Николай Михайлович
Карамзин по годам своей жизни (1766-1826) принадлежит двум столетиям. Вторая
половина XVIII и весь XIX в. буквально пронизаны интересом к отечественной
истории. В первую очередь этому способствовали деятельность Академии наук, а также
активная университетская жизнь. В XIX столетии в Российской империи интенсивно
и плодотворно работали созданные ранее университеты: в Вильно (дата основания —
1578), Юрьеве (Дерпте; 1632); Москве (1755); открывались новые: в Казани
(1804), Харькове (1805), Варшаве (1816), Санкт-Петербурге (1819), Киеве (1834),
Одессе (Новороссийский; 1856), Томске (1878). В каждом из них был представлен
историкофилологический факультет. С XVIII в. прошлое не заслоняется настоящим,
более того, оно начинает активно ему служить. Исторические сочинения В.Н.

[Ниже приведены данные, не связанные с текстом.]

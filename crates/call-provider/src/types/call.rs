//! Types for placing calls.

use chrono::{DateTime, Utc};
use serde::{Deserialize, Serialize};

use super::status::CallStatus;

/// Parameters for placing an outbound call.
#[derive(Debug, Clone, PartialEq, Eq, Serialize)]
pub struct CallRequest {
    /// Number to dial.
    #[serde(rename = "To")]
    pub to: String,

    /// Caller-ID number the call originates from.
    #[serde(rename = "From")]
    pub from: String,

    /// Webhook the provider fetches the spoken script from.
    #[serde(rename = "Url")]
    pub url: String,

    /// HTTP method the provider uses against `url`.
    #[serde(rename = "Method")]
    pub method: &'static str,
}

impl CallRequest {
    /// Create a request that fetches its script with POST.
    pub fn new(to: impl Into<String>, from: impl Into<String>, url: impl Into<String>) -> Self {
        Self {
            to: to.into(),
            from: from.into(),
            url: url.into(),
            method: "POST",
        }
    }
}

/// Result of a successful placement.
#[derive(Debug, Clone, Deserialize)]
pub struct PlacedCall {
    /// Provider-assigned call identifier.
    pub sid: String,

    /// Status at the time of placement (normally `queued`).
    #[serde(default = "queued")]
    pub status: CallStatus,
}

fn queued() -> CallStatus {
    CallStatus::Queued
}

/// One placed call, as tracked by the caller.
#[derive(Debug, Clone, PartialEq, Eq)]
pub struct CallAttempt {
    /// Provider-assigned call identifier.
    pub sid: String,
    /// Number that was dialed.
    pub to: String,
    /// Caller-ID number used.
    pub from: String,
    /// When the placement was acknowledged.
    pub placed_at: DateTime<Utc>,
}

impl CallAttempt {
    /// Record a placement made for `request`.
    pub fn new(placed: &PlacedCall, request: &CallRequest) -> Self {
        Self {
            sid: placed.sid.clone(),
            to: request.to.clone(),
            from: request.from.clone(),
            placed_at: Utc::now(),
        }
    }
}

Татищева, М.В. Ломоносова, Г.Ф. Миллера, М.М. Щербатова, И.Н. Болтина,
просветительская деятельность Н.И. Новикова и его многотомная «Древняя
Российская Вифлиофика» (включавшая публикации древних документов), организация
нескольких исторических архивов, рукописных отделов и музеев к концу XVIII в.
создали фундаментальную источниковую основу. В свою очередь, интеллектуальная
среда воспитывала в обществе сознание своей самобытности, глубоких корней и
исторических традиций. Просвещенная публика желала знать историю своего
Отечества и нуждалась в общении. Как следствие, появляются многочисленные
исторические общества, в частности Московское общество истории и древностей
российских (1804). Его членами были такие выдающиеся авторитеты исторической
науки, как Н.Н. Бантыш-Каменский, К. Ф. Калайдович, Н. М. Карамзин, А. Ф.
Малиновский, А. И. Мусин- Пушкин, П.М. Строев, А.Л. Шлецер и др. Общество
периодически издавало «Чтения» и «Ученые записки». В 1805 г. открылось
Казанское общество любителей отечественной словесности, в 1817 г. — Харьковское
общество наук, а в 1839 г. — Одесское общество истории и древностей.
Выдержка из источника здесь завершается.